The trail starts off taking you to Tunnel Arch and Pine Tree Arch before you wind your way around to Landscape Arch, which is the longest arch in the park (and the 5th longest in the world!) stretching 306 feet.
3. Breakfast in Moab
After your time at Devil’s Garden, head into town and get some breakfast. We went to Peace Tree Cafe which was delicious and has some relatively healthy options. I’ve also heard great things about Moab Diner.
After your adventurous morning, I recommend chilling out a bit in town or taking a nap back where you are staying. The afternoon is one of the busiest times in the park, so you might as well wait out the crowds for a bit before going back in. When driving back to Under Canvas Moab, we saw a huge line of cars waiting to enter Arches National Park – you definitely don’t want to waste time being stuck in that line!
Take this time to head to Sweet Cravings Bakery + Bistro to pick up a sandwich to eat later for a sunset dinner in the park. I got the “Delicate Arch Sandwich” and it was delicious! If you’re staying at Under Canvas Moab, they have coolers you can borrow on site. Stop by the Village Market to get some ice, and then make a little cooler for yourself once you get back to keep your sandwiches and drinks chilled for dinner time later.
4. Mill Canyon – Dinosaur Fossils!
While you wait for the crowds to die down at Arches National Park, consider checking out Mill Canyon to walk along this short trail that has dinosaur fossils in the rocks. The area of Moab is known to be a place where dinosaurs roamed back in the day, and there are a few spots where you can see these fossils or footprints for yourself.
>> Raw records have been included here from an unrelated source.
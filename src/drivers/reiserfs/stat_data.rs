//! Stat-data item parsing (§4.5.2). Grounded in `struct stat_data`/
//! `struct stat_data_v1` and `fsw_reiserfs_dnode_fill` in
//! `fsw_reiserfs.c`.
//!
//! ReiserFS carries no per-item version tag; which of the two stat-data
//! layouts an item uses is decided purely by its length (the v1 format
//! predates the v2 format and the two are never the same size).

use crate::core::stat::{DnodeStat, PosixTimes};
use crate::driver::DnodeKind;
use crate::error::{FsError, FsResult};

pub const STAT_DATA_V1_LEN: usize = 32;
pub const STAT_DATA_V2_LEN: usize = 44;

const S_IFMT: u16 = 0xF000;
const S_IFREG: u16 = 0x8000;
const S_IFDIR: u16 = 0x4000;
const S_IFLNK: u16 = 0xA000;

/// The fields this driver actually needs out of either stat-data
/// layout, already normalized.
#[derive(Debug, Clone, Copy)]
pub struct StatData {
    pub mode: u16,
    pub size: u64,
    pub nlink: u32,
    pub blocks: u32,
    pub atime: u32,
    pub mtime: u32,
    pub ctime: u32,
}

impl StatData {
    pub fn kind(&self) -> DnodeKind {
        match self.mode & S_IFMT {
            S_IFREG => DnodeKind::File,
            S_IFDIR => DnodeKind::Dir,
            S_IFLNK => DnodeKind::Symlink,
            _ => DnodeKind::Special,
        }
    }

    pub fn to_dnode_stat(self) -> DnodeStat {
        DnodeStat {
            used_bytes: self.blocks as u64 * 512,
            times: PosixTimes {
                atime: self.atime as u64,
                mtime: self.mtime as u64,
                ctime: self.ctime as u64,
            },
            posix_mode: self.mode as u32,
        }
    }
}

/// Parses a stat-data item's raw bytes, picking v1 or v2 layout by
/// length alone.
pub fn parse(bytes: &[u8]) -> FsResult<StatData> {
    match bytes.len() {
        STAT_DATA_V1_LEN => Ok(parse_v1(bytes)),
        STAT_DATA_V2_LEN => Ok(parse_v2(bytes)),
        _ => Err(FsError::VolumeCorrupted),
    }
}

fn parse_v1(b: &[u8]) -> StatData {
    let u16_at = |o: usize| u16::from_le_bytes([b[o], b[o + 1]]);
    let u32_at = |o: usize| u32::from_le_bytes([b[o], b[o + 1], b[o + 2], b[o + 3]]);
    StatData {
        mode: u16_at(0),
        nlink: u16_at(2) as u32,
        size: u32_at(8) as u64,
        atime: u32_at(12),
        mtime: u32_at(16),
        ctime: u32_at(20),
        blocks: u32_at(24),
    }
}

fn parse_v2(b: &[u8]) -> StatData {
    let u16_at = |o: usize| u16::from_le_bytes([b[o], b[o + 1]]);
    let u32_at = |o: usize| u32::from_le_bytes([b[o], b[o + 1], b[o + 2], b[o + 3]]);
    let u64_at = |o: usize| {
        u64::from_le_bytes([
            b[o],
            b[o + 1],
            b[o + 2],
            b[o + 3],
            b[o + 4],
            b[o + 5],
            b[o + 6],
            b[o + 7],
        ])
    };
    StatData {
        mode: u16_at(0),
        nlink: u32_at(4),
        size: u64_at(8),
        atime: u32_at(24),
        mtime: u32_at(28),
        ctime: u32_at(32),
        blocks: u32_at(36),
    }
}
Mill Canyon is about 16 miles from Moab. You’ll turn off the main road onto a bumpy dirt road for a while until you reach the trailhead. It’s a super short trail with signs along the way to show you the fossils that are literally lodged into these rock formations! It’s super cool to be able to see this out in nature vs in a museum. My pictures don’t really do it justice, but go see for yourself!
5. Balanced Rock
Head back into Arches National Park (with your cooler!) a few hours before sunset to check out some more sites. First stop- Balanced Rock. This site is located right off the main road, about 9 miles from the park entrance. The informational signs noted that eventually, the rock that’s balancing on top will fall off! Take the short little trail around it and check out the views.
6. Sand Dune Arch
Next, head to Sand Dune Arch. This arch is unique because you walk through the sand to get to it. It’s also in a shady spot so is a nice repri
7. Delicate Arch Viewpoint
Next, head back towards the Delicate Arch but this time, drive past the trailhead parking lot you were at earlier and head to the viewpoint trail a bit past it. Hike up this short trail to get a different view of the Delicate Arch from afar! (and notice the crowds from across the way and be glad that you went at sunrise!)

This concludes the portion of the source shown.